AVAILABLE RECORDS:
++++

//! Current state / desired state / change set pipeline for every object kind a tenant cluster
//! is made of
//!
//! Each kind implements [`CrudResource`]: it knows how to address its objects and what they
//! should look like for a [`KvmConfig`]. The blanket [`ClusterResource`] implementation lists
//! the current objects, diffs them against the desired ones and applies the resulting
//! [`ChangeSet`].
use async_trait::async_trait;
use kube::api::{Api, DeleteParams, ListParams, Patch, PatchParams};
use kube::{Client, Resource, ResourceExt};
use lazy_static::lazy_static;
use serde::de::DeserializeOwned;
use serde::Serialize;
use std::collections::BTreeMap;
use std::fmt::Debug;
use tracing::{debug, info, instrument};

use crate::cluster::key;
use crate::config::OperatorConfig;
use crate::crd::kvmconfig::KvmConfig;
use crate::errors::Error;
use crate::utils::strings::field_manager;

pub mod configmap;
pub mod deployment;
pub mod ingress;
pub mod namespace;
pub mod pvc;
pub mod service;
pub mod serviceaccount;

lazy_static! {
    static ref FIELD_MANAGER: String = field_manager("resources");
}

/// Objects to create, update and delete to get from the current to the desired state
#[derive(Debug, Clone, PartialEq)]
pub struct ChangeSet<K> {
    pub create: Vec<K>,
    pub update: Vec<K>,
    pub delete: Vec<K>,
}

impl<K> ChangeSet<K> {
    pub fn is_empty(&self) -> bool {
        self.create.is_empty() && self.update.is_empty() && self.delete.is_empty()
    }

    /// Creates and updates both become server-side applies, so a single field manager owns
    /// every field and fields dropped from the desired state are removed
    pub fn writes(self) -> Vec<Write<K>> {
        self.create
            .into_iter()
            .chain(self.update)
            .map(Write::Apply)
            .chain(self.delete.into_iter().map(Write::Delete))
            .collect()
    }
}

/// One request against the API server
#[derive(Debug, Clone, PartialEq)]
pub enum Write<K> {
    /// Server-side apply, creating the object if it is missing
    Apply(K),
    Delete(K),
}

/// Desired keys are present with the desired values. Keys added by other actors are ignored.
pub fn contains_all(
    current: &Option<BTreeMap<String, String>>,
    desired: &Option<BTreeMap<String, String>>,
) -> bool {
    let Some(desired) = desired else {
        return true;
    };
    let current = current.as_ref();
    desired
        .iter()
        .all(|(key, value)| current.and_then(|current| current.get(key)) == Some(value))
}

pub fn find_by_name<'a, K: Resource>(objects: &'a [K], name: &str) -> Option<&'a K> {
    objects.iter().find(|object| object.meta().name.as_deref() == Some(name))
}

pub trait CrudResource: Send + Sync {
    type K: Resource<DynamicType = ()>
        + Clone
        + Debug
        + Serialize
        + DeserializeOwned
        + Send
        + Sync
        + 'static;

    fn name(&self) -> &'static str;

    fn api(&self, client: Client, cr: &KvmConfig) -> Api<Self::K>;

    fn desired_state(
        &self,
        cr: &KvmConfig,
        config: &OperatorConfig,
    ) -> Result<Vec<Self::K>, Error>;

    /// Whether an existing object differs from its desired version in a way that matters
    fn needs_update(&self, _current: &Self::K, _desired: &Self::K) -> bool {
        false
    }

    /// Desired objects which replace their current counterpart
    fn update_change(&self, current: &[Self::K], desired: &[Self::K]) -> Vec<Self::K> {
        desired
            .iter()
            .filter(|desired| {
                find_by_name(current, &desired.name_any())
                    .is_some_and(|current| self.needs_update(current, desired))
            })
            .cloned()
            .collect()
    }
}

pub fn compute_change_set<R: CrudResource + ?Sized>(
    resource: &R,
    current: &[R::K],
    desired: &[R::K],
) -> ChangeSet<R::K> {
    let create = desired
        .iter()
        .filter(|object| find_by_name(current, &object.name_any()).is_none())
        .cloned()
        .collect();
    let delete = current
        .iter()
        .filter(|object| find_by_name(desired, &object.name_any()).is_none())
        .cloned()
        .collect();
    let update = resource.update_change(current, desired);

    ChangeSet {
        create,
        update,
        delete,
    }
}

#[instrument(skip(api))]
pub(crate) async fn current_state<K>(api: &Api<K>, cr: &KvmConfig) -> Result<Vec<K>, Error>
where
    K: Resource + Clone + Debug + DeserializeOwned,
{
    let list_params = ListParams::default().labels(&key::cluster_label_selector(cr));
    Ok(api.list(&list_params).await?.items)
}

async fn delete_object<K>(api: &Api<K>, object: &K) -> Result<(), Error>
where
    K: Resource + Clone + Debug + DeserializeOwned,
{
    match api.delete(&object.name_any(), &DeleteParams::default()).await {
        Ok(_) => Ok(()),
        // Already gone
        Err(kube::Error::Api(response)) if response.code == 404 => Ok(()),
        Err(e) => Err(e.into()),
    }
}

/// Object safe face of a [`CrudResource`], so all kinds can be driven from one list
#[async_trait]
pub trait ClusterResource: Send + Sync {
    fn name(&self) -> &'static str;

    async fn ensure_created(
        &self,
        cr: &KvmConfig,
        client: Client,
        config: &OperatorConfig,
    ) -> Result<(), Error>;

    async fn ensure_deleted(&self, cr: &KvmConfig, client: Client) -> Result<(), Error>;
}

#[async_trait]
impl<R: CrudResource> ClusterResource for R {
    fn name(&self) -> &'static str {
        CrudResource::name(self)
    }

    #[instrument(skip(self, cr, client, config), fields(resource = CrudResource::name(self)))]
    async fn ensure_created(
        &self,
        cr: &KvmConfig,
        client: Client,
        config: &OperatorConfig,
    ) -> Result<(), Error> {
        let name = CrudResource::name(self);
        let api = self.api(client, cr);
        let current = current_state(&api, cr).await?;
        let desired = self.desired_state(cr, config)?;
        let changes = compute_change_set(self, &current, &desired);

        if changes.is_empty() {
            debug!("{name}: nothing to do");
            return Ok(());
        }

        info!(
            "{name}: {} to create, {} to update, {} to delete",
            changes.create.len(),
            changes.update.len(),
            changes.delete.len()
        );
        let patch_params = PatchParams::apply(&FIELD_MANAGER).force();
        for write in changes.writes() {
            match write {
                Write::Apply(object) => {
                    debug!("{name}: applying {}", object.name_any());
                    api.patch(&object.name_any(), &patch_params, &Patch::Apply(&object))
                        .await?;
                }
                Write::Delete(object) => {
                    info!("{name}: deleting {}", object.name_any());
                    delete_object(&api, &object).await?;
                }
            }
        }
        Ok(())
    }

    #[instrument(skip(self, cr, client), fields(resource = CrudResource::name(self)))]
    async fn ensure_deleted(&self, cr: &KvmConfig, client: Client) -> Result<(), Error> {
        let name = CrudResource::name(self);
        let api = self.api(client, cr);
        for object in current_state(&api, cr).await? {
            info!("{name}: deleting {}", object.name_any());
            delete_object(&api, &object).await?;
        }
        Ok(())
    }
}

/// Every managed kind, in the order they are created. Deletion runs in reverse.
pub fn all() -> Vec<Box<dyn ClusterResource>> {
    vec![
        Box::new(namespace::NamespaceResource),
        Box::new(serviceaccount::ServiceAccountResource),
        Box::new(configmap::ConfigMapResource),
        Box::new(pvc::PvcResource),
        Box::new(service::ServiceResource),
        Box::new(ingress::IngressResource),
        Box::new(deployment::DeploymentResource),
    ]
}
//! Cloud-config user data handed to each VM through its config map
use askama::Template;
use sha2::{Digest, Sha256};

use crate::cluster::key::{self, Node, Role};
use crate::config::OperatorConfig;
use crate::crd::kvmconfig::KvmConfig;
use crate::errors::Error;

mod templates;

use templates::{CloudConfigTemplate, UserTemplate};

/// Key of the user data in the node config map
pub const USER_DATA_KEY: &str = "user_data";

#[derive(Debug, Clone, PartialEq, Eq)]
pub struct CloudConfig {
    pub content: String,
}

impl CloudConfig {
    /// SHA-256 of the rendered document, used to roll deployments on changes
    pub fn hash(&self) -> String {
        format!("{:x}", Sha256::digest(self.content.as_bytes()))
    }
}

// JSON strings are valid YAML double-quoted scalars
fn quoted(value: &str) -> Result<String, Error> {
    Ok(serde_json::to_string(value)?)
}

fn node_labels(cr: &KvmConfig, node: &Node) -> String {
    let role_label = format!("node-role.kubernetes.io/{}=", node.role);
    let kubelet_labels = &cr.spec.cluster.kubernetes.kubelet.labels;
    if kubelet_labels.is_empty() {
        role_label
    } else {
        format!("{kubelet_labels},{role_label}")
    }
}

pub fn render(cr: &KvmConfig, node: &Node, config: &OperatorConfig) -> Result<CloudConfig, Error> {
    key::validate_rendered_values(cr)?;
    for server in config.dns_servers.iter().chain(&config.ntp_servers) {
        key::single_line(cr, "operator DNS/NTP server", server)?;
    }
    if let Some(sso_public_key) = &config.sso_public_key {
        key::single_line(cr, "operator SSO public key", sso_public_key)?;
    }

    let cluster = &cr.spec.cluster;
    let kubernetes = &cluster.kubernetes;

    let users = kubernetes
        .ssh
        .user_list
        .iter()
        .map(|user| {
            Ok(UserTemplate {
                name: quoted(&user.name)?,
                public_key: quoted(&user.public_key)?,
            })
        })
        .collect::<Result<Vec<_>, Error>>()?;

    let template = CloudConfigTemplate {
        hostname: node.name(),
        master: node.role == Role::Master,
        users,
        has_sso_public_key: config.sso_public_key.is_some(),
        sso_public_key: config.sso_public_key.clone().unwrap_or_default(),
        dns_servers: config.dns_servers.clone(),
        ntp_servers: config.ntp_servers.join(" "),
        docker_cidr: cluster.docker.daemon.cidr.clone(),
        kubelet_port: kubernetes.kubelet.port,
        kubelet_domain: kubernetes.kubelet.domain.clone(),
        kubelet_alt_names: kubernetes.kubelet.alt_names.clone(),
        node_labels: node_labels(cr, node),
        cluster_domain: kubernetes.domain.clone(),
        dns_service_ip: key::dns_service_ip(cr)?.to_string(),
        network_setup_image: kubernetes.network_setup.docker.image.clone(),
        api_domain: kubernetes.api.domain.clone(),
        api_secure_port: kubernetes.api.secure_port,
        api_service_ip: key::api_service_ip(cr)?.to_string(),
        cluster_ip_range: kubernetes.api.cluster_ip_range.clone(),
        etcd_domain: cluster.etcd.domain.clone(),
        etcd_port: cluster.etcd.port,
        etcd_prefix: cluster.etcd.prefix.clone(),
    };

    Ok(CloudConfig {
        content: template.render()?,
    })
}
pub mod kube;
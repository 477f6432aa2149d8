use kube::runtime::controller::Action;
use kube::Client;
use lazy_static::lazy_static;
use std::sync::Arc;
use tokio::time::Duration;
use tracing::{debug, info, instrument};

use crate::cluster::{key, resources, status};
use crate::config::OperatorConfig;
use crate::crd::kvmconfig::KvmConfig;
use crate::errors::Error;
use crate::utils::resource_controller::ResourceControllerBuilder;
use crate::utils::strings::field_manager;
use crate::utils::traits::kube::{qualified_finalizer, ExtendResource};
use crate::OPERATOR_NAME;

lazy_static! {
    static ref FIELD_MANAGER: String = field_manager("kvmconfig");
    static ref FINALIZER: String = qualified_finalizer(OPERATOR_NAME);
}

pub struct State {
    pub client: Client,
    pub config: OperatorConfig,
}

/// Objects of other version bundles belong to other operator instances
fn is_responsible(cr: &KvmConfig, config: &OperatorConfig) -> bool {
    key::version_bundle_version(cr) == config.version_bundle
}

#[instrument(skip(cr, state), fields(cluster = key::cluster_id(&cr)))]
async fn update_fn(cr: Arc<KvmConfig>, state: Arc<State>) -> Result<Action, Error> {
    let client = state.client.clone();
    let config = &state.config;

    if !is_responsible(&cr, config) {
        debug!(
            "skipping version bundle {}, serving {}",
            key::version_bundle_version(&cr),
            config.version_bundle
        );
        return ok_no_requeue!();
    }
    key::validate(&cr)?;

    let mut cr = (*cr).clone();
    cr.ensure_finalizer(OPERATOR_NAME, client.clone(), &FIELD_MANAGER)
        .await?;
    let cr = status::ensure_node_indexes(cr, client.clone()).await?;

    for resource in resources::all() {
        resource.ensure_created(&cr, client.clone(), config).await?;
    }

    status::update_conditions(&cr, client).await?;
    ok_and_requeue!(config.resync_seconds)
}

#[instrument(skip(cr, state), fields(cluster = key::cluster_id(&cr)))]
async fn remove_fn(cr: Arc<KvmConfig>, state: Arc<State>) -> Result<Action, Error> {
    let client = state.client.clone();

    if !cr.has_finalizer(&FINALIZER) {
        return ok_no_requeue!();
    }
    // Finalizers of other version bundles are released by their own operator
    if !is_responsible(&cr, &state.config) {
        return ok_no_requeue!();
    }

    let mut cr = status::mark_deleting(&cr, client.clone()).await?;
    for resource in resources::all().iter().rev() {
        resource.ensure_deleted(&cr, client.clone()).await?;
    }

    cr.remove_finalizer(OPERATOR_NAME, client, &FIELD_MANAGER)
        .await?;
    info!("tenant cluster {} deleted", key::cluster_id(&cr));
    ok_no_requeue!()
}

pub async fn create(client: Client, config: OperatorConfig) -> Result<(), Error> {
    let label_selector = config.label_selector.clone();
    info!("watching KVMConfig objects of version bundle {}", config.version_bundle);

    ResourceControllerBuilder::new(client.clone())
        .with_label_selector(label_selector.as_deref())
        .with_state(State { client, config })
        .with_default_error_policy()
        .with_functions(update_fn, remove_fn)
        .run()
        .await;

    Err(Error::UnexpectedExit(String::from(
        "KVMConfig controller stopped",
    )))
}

++++

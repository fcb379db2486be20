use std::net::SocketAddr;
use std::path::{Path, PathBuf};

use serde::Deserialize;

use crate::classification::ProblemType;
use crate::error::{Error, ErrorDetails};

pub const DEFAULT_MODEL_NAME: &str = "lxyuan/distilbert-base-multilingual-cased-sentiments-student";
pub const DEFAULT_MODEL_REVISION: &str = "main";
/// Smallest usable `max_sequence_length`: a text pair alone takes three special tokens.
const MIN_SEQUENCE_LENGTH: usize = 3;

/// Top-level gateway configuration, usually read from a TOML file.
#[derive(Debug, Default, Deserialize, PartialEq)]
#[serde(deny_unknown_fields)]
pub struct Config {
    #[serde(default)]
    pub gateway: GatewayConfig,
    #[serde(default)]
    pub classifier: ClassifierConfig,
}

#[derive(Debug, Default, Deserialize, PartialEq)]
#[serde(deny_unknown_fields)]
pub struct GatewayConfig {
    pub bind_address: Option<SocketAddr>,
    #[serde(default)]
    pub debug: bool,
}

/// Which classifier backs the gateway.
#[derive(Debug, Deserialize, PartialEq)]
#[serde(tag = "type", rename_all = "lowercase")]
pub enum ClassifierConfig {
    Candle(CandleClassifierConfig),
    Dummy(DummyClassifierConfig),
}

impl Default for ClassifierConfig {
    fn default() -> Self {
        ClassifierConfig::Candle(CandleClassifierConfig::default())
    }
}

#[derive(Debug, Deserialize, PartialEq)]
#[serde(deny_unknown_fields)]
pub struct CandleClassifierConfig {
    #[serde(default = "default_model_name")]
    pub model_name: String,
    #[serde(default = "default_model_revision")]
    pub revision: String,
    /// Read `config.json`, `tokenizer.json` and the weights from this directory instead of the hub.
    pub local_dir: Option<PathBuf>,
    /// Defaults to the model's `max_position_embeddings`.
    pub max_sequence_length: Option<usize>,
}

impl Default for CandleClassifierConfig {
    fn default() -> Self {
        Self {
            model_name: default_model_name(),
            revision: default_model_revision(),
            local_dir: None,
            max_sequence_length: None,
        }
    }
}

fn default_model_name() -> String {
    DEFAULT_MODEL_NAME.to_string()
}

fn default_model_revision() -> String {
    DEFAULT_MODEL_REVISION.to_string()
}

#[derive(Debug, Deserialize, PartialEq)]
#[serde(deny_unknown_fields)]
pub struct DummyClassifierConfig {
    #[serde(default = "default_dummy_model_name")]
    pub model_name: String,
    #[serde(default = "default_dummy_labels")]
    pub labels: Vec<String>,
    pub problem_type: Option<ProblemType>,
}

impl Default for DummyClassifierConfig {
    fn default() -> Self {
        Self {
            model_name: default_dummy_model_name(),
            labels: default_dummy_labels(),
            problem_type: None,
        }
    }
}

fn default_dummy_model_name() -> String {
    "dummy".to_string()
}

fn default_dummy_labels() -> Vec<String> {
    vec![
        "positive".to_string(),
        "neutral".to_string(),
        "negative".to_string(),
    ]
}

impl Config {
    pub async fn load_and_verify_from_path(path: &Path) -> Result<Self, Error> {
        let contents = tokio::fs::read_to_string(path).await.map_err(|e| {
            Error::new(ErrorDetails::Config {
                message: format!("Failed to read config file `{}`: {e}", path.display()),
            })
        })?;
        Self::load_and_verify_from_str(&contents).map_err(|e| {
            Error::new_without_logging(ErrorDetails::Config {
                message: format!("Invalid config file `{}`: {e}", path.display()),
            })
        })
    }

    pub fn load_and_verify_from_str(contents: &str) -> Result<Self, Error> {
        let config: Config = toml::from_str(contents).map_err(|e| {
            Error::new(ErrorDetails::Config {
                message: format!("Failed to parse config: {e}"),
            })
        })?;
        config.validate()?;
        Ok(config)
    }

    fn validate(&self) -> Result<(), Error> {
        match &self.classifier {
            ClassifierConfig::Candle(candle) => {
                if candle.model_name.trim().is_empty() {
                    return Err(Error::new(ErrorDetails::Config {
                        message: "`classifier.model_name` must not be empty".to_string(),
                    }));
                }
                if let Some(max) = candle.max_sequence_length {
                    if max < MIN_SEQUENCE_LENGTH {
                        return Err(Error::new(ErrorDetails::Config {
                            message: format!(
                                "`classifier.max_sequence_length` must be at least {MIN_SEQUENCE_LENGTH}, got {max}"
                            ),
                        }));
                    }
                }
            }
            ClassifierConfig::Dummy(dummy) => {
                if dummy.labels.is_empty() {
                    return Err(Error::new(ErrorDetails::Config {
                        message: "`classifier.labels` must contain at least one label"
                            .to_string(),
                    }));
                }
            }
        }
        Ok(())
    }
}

++++

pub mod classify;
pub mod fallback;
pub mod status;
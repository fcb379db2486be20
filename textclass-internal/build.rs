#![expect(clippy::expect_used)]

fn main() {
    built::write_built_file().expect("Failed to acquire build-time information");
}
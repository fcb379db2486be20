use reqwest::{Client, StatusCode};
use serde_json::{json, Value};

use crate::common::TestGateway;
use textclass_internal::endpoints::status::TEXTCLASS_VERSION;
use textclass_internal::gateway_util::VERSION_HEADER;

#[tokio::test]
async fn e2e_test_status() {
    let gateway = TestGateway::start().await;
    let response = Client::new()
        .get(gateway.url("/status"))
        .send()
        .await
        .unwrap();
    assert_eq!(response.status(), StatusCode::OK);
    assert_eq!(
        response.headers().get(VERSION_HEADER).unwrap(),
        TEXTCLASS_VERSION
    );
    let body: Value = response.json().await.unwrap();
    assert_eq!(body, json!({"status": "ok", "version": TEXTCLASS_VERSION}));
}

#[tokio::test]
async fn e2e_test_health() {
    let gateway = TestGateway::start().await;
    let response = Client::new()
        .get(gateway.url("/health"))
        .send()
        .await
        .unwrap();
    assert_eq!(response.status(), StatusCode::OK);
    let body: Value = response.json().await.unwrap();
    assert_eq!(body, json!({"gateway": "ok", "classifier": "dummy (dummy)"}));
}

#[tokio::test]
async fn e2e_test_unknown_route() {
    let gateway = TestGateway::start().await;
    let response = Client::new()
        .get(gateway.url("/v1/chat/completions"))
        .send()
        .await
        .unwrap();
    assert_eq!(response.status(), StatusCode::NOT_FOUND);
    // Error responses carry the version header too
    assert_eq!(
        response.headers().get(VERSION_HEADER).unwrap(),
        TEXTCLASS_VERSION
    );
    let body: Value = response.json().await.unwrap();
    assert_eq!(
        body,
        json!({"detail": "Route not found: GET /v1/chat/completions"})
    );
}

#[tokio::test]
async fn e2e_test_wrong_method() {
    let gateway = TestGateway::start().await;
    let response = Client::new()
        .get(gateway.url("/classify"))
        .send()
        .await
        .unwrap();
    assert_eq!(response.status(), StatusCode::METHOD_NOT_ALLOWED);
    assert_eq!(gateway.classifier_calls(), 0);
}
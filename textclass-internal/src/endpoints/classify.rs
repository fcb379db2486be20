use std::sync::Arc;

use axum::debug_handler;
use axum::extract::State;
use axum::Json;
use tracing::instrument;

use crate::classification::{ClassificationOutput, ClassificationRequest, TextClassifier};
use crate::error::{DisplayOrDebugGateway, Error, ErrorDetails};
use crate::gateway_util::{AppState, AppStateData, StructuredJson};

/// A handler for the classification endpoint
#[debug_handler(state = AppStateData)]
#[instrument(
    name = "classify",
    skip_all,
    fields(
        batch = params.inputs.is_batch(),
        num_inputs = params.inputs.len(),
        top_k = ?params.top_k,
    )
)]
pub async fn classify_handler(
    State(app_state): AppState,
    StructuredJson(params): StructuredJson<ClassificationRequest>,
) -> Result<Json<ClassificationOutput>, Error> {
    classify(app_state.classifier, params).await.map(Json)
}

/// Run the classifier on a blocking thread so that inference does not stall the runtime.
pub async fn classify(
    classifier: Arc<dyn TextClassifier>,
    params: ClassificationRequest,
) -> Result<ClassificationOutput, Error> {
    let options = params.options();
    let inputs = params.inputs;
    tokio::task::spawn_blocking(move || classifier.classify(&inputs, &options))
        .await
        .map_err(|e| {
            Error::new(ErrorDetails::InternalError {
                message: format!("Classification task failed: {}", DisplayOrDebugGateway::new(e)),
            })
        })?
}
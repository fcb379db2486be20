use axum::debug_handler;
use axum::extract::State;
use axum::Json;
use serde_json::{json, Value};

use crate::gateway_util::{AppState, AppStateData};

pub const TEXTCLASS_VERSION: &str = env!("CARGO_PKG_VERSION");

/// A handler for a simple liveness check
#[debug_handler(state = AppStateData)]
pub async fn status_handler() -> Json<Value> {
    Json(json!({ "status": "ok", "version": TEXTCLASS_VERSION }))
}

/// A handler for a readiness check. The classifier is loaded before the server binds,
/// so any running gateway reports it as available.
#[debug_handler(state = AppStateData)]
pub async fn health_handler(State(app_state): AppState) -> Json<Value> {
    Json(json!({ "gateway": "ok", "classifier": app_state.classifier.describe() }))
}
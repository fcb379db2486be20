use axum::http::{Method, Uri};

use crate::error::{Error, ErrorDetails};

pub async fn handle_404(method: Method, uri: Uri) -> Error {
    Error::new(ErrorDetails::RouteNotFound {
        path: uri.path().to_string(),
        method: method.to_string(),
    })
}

++++

WHAT YOU WILL DO: For each line above that contains "domain", make a copy.

SOLUTION FOR THIS TASK:
        kubelet_domain: kubernetes.kubelet.domain.clone(),
        cluster_domain: kubernetes.domain.clone(),
        api_domain: kubernetes.api.domain.clone(),
        etcd_domain: cluster.etcd.domain.clone(),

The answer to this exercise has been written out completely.